The energy holding DTEK Energo asked the holders of its Eurobonds for $1.645 billion maturing in 2027 to agree to the payment of the next two coupons for the first and second quarters of this year at a rate of 3.5% per annum, with a capitalization of the remaining 4% at a rate of 8.5% per annum and paid later.
According to the company’s announcement on the London Stock Exchange, DTEK Energo expects a response from the holders by 16:00 London time on April 8.
In case of a positive answer, half of the coupon due on March 31 will be paid the next day after the approval of the Eurobond holders’ consent, and half of the coupon on June 30 – on the same day, June 30.
Earlier in March, the agricultural holding MHP, the largest producer of chicken meat in Ukraine, had already approached holders of three issues of its Eurobonds worth $1.4 billion and creditor banks worth $126 million with a proposal to defer interest payments for 270 days due to the war launched by Russia against Ukraine. MHP received a positive response from its creditors ahead of schedule.
“The revision of the conditions for making coupon payments to holders of DTEK Energy’s Eurobonds was caused by a significant deterioration in the company’s financial performance in March 2022 amid the war with the Russian Federation (…) This is an expected step during the war in Ukraine,” Interfax-Ukraine was previously explained “The company needs this step.

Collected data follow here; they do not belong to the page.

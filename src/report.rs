//! Execution reports and CSV exports.
//!
//! For a source file `sample-query.sql` executed at `1992-03-04T11:00:05.654321`
//! two files are produced:
//!
//! - `1992-03-04T11-00-05_sample-query.sql`: the untouched source followed by
//!   a footer recording start, end, duration, row count and export file name.
//! - `1992-03-04T11-00-05_sample-query.csv`: the rows, every field quoted.
//!   Only written when the statement returned at least one row.
//!
//! Names have second precision, so exporting the same file twice within one
//! second overwrites the first pair.

use chrono::{NaiveDateTime, TimeDelta, Timelike};
use std::fs::File;
use std::io::{self, BufWriter, Write};
use std::path::{Path, PathBuf};
use tracing::{debug, info};

use crate::error::{Result, TracerError};
use crate::query::ExecutionResult;

/// Marker written in place of the export name when there are no rows.
const NO_EXPORT: &str = "None";

/// Writes the report and, when rows exist, the CSV export.
///
/// Returns `(report_path, export_path)`. `export_path` is returned even when
/// no export was written. Files go to `destination` when given, otherwise
/// next to `source`.
pub fn write(
    source: &Path,
    result: &ExecutionResult,
    destination: Option<&Path>,
) -> Result<(PathBuf, PathBuf)> {
    let (report_path, export_path) = artifact_paths(source, result, destination)?;

    // Byte copy of the source. Permissions are not carried over.
    let mut report = File::create(&report_path)?;
    io::copy(&mut File::open(source)?, &mut report)?;
    debug!("Copied {} to {}", source.display(), report_path.display());

    let export_name = if result.row_count() > 0 {
        export_path
            .file_name()
            .map(|name| name.to_string_lossy().into_owned())
    } else {
        None
    };

    report.write_all(footer(result, export_name.as_deref()).as_bytes())?;
    report.flush()?;
    info!("Report written to {}", report_path.display());

    if result.row_count() > 0 {
        write_export(&export_path, result)?;
        info!(
            "Exported {} rows to {}",
            result.row_count(),
            export_path.display()
        );
    }

    Ok((report_path, export_path))
}

/// Computes where the report and the export of `source` are written.
pub fn artifact_paths(
    source: &Path,
    result: &ExecutionResult,
    destination: Option<&Path>,
) -> Result<(PathBuf, PathBuf)> {
    let file_name = source.file_name().ok_or_else(|| {
        TracerError::internal(format!("Source path has no file name: {}", source.display()))
    })?;

    let directory = match destination {
        Some(dir) => dir,
        None => source.parent().unwrap_or_else(|| Path::new("")),
    };

    let mut report_name = file_prefix(&result.execution_start);
    report_name.push_str(&file_name.to_string_lossy());

    let report_path = directory.join(report_name);
    let export_path = report_path.with_extension("csv");

    Ok((report_path, export_path))
}

/// Renders the footer appended to the report.
pub fn footer(result: &ExecutionResult, export_name: Option<&str>) -> String {
    format!(
        "\n-- START TIME: {}\n-- END TIME: {}\n-- DURATION: {}\n-- ROWS COUNT: {}\n-- RESULT FILE: {}\n",
        isoformat(&result.execution_start),
        isoformat(&result.execution_end),
        format_duration(result.duration),
        result.row_count(),
        export_name.unwrap_or(NO_EXPORT),
    )
}

fn write_export(path: &Path, result: &ExecutionResult) -> Result<()> {
    let file = BufWriter::new(File::create(path)?);
    let mut writer = csv::WriterBuilder::new()
        .quote_style(csv::QuoteStyle::Always)
        .terminator(csv::Terminator::CRLF)
        .from_writer(file);

    writer.write_record(&result.column_names)?;
    for row in &result.rows {
        writer.write_record(row.iter().map(|value| value.to_csv_field()))?;
    }
    writer.flush()?;
    Ok(())
}

/// `YYYY-MM-DDTHH-MM-SS_`, the prefix shared by both artifact names.
pub fn file_prefix(timestamp: &NaiveDateTime) -> String {
    timestamp.format("%Y-%m-%dT%H-%M-%S_").to_string()
}

/// ISO-8601 timestamp; the fraction is only shown when non-zero.
pub fn isoformat(timestamp: &NaiveDateTime) -> String {
    let micros = timestamp.nanosecond() / 1_000;
    let mut out = timestamp.format("%Y-%m-%dT%H:%M:%S").to_string();
    if micros != 0 {
        out.push_str(&format!(".{micros:06}"));
    }
    out
}

/// Renders a duration as `[D day[s], ]H:MM:SS[.ffffff]`.
///
/// Negative durations (clock moved backwards) borrow a negative day count so
/// the clock part stays positive, e.g. `-1 day, 23:59:59.500000`.
pub fn format_duration(duration: TimeDelta) -> String {
    const MICROS_PER_DAY: i64 = 86_400 * 1_000_000;

    let total = duration.num_microseconds().unwrap_or(i64::MAX);
    let days = total.div_euclid(MICROS_PER_DAY);
    let rest = total.rem_euclid(MICROS_PER_DAY);

    let micros = rest % 1_000_000;
    let seconds = rest / 1_000_000;
    let (hours, minutes, seconds) = (seconds / 3600, seconds / 60 % 60, seconds % 60);

    let mut out = String::new();
    if days != 0 {
        let plural = if days.abs() == 1 { "" } else { "s" };
        out.push_str(&format!("{days} day{plural}, "));
    }
    out.push_str(&format!("{hours}:{minutes:02}:{seconds:02}"));
    if micros != 0 {
        out.push_str(&format!(".{micros:06}"));
    }
    out
}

In the latest exchange announcement, DTEK Energy indicated that due to the war unleashed by Russia, it faced a number of serious problems and disruptions, including, among other things, a reduction in domestic demand for electricity and a decrease in its prices (up to UAH 1,800–2,000 per MWh ). In addition, exports were stopped until March 28, and after the resumption they go only to Poland and are limited to 200 MW per day, the collection of payments has significantly decreased, critical repairs and mandatory fixed costs have increased as a result of the damage incurred, and there is also a shortage of personnel and logistics. support.
The company added that on February 25, it lost control over the Luhanska TPP, and the Zaporizhzhya TPP, due to the impossibility of delivering coal reserves to it due to damage and disruptions in the operation of the railway infrastructure, operates only one unit. During March, DTEK Energy was able to operate on average only 9 to 13 units of its thermal power plants with a total capacity of only about 1,500 MW, and, accordingly, its electricity production fell by about 30% compared to March 2021, the report specifies.
As a result, the group posted negative operating cash flow for March 2022 and expects this to continue through at least the second quarter of 2022.
DTEK Energy also allows for the postponing of the publication of its audited consolidated financial statements for 2021, given the scale of disruptions in the group’s business and operating environment and the need to provide additional time for auditors to analyze conditions in Ukraine and their impact.
Earlier, when addressing creditors, the company emphasized that it had already taken a number of measures to mitigate the consequences and to rationalize operations and cash flows. Among them, in particular, the constant balancing of the necessary efficient production based on the ratio of fixed and variable costs and the collection of payments; negotiations with the regulator and other government agencies to maintain a proper business environment; minimizing capex and optimizing administrative costs.
“(…) in the current circumstances, the proposals are in the interests of the company, its creditors and all interested parties (…). DTEK Energy is confident in the understanding and support of the international investment community, which is extremely important so that it can firmly and unitedly fight for the integrity freedom and security of independent Ukraine,” the company noted on March 31, when it first announced its intention to capitalize and defer the payment of half of the next two coupons.
DTEK Energy is an operating company responsible for coal mining and electricity generation from coal within Rinat Akhmetov’s DTEK holding.